-- Records for this exercise --

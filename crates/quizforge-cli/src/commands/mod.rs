pub mod create;
pub mod init;
pub mod list;
pub mod show;
pub mod take;
pub mod validate;

use std::path::PathBuf;

use anyhow::Result;

use quizforge_core::config::load_config_from;
use quizforge_core::{QuizId, QuizStore};

/// Open the store named by `--store`, or by the loaded config.
pub fn open_store(config_path: Option<PathBuf>, store_path: Option<PathBuf>) -> Result<QuizStore> {
    let config = load_config_from(config_path.as_deref())?;
    let path = store_path.unwrap_or(config.store_path);
    Ok(QuizStore::open_file(path).with_pretty(config.pretty))
}

pub fn parse_id(id: &str) -> Result<QuizId> {
    id.parse().map_err(|e: String| anyhow::anyhow!(e))
}
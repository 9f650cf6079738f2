//! TOML draft documents.
//!
//! Lets a quiz be authored in a text file instead of a form:
//!
//! ```toml
//! title = "Arithmetic"
//! description = "Warm-up questions"
//!
//! [[questions]]
//! text = "2+2?"
//! options = ["3", "4", "5", "6"]
//! correct = 1
//! ```
//!
//! Parsing only checks the document's shape. Missing text, blank options,
//! and an absent `correct` come through as an incomplete `Draft` so that
//! `Draft::validate` can report them like any other authoring mistake.

use std::path::Path;

use anyhow::{Context, Result};
use serde::Deserialize;

use crate::builder::Draft;
use crate::model::OPTION_COUNT;

#[derive(Debug, Deserialize)]
#[serde(deny_unknown_fields)]
struct TomlDraft {
    #[serde(default)]
    title: String,
    #[serde(default)]
    description: String,
    #[serde(default)]
    questions: Vec<TomlQuestion>,
}

#[derive(Debug, Deserialize)]
#[serde(deny_unknown_fields)]
struct TomlQuestion {
    #[serde(default)]
    text: String,
    #[serde(default)]
    options: Vec<String>,
    /// Zero-based index into `options`.
    #[serde(default)]
    correct: Option<usize>,
}

/// Parse a draft document from a file.
pub fn parse_draft(path: &Path) -> Result<Draft> {
    let content = std::fs::read_to_string(path)
        .with_context(|| format!("failed to read draft file: {}", path.display()))?;

    parse_draft_str(&content, path)
}

/// Parse a draft document held in memory.
pub fn parse_draft_str(content: &str, source_path: &Path) -> Result<Draft> {
    let parsed: TomlDraft = toml::from_str(content)
        .with_context(|| format!("failed to parse TOML: {}", source_path.display()))?;

    let mut draft = Draft::new();
    draft.title = parsed.title;
    draft.description = parsed.description;

    for (position, q) in parsed.questions.into_iter().enumerate() {
        anyhow::ensure!(
            q.options.len() <= OPTION_COUNT,
            "question {} has {} options, at most {OPTION_COUNT} allowed",
            position + 1,
            q.options.len()
        );

        let index = if position == 0 {
            0
        } else {
            draft.add_question()
        };
        let question = draft.question_mut(index)?;
        question.text = q.text;
        for (slot, option) in q.options.into_iter().enumerate() {
            question.set_option(slot, option)?;
        }
        if let Some(correct) = q.correct {
            question
                .select_correct(correct)
                .with_context(|| format!("question {}: invalid `correct`", position + 1))?;
        }
    }

    Ok(draft)
}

-- Directions --
Quote the data in full, keeping each word unchanged.

-- Written answer --
filename crates/quizforge-cli/src/commands/mod.rs
pub mod create;
pub mod init;
pub mod list;
pub mod show;
pub mod take;
pub mod validate;

use std::path::PathBuf;

use anyhow::Result;

use quizforge_core::config::load_config_from;
use quizforge_core::{QuizId, QuizStore};

/// Open the store named by `--store`, or by the loaded config.
pub fn open_store(config_path: Option<PathBuf>, store_path: Option<PathBuf>) -> Result<QuizStore> {
    let config = load_config_from(config_path.as_deref())?;
    let path = store_path.unwrap_or(config.store_path);
    Ok(QuizStore::open_file(path).with_pretty(config.pretty))
}

pub fn parse_id(id: &str) -> Result<QuizId> {
    id.parse().map_err(|e: String| anyhow::anyhow!(e))
}
repository 9f650cf6079738f2
//! TOML draft documents.
//!
//! Lets a quiz be authored in a text file instead of a form:
//!
//! ```toml
//! title = "Arithmetic"
//! description = "Warm-up questions"
//!
//! [[questions]]
//! text = "2+2?"
//! options = ["3", "4", "5", "6"]
//! correct = 1
//! ```
//!
//! Parsing only checks the document's shape. Missing text, blank options,
//! and an absent `correct` come through as an incomplete `Draft` so that
//! `Draft::validate` can report them like any other authoring mistake.

use std::path::Path;

use anyhow::{Context, Result};
use serde::Deserialize;

use crate::builder::Draft;
use crate::model::OPTION_COUNT;

#[derive(Debug, Deserialize)]
#[serde(deny_unknown_fields)]
struct TomlDraft {
    #[serde(default)]
    title: String,
    #[serde(default)]
    description: String,
    #[serde(default)]
    questions: Vec<TomlQuestion>,
}

#[derive(Debug, Deserialize)]
#[serde(deny_unknown_fields)]
struct TomlQuestion {
    #[serde(default)]
    text: String,
    #[serde(default)]
    options: Vec<String>,
    /// Zero-based index into `options`.
    #[serde(default)]
    correct: Option<usize>,
}

/// Parse a draft document from a file.
pub fn parse_draft(path: &Path) -> Result<Draft> {
    let content = std::fs::read_to_string(path)
        .with_context(|| format!("failed to read draft file: {}", path.display()))?;

    parse_draft_str(&content, path)
}

/// Parse a draft document held in memory.
pub fn parse_draft_str(content: &str, source_path: &Path) -> Result<Draft> {
    let parsed: TomlDraft = toml::from_str(content)
        .with_context(|| format!("failed to parse TOML: {}", source_path.display()))?;

    let mut draft = Draft::new();
    draft.title = parsed.title;
    draft.description = parsed.description;

    for (position, q) in parsed.questions.into_iter().enumerate() {
        anyhow::ensure!(
            q.options.len() <= OPTION_COUNT,
            "question {} has {} options, at most {OPTION_COUNT} allowed",
            position + 1,
            q.options.len()
        );

        let index = if position == 0 {
            0
        } else {
            draft.add_question()
        };
        let question = draft.question_mut(index)?;
        question.text = q.text;
        for (slot, option) in q.options.into_iter().enumerate() {
            question.set_option(slot, option)?;
        }
        if let Some(correct) = q.correct {
            question
                .select_correct(correct)
                .with_context(|| format!("question {}: invalid `correct`", position + 1))?;
        }
    }

    Ok(draft)
}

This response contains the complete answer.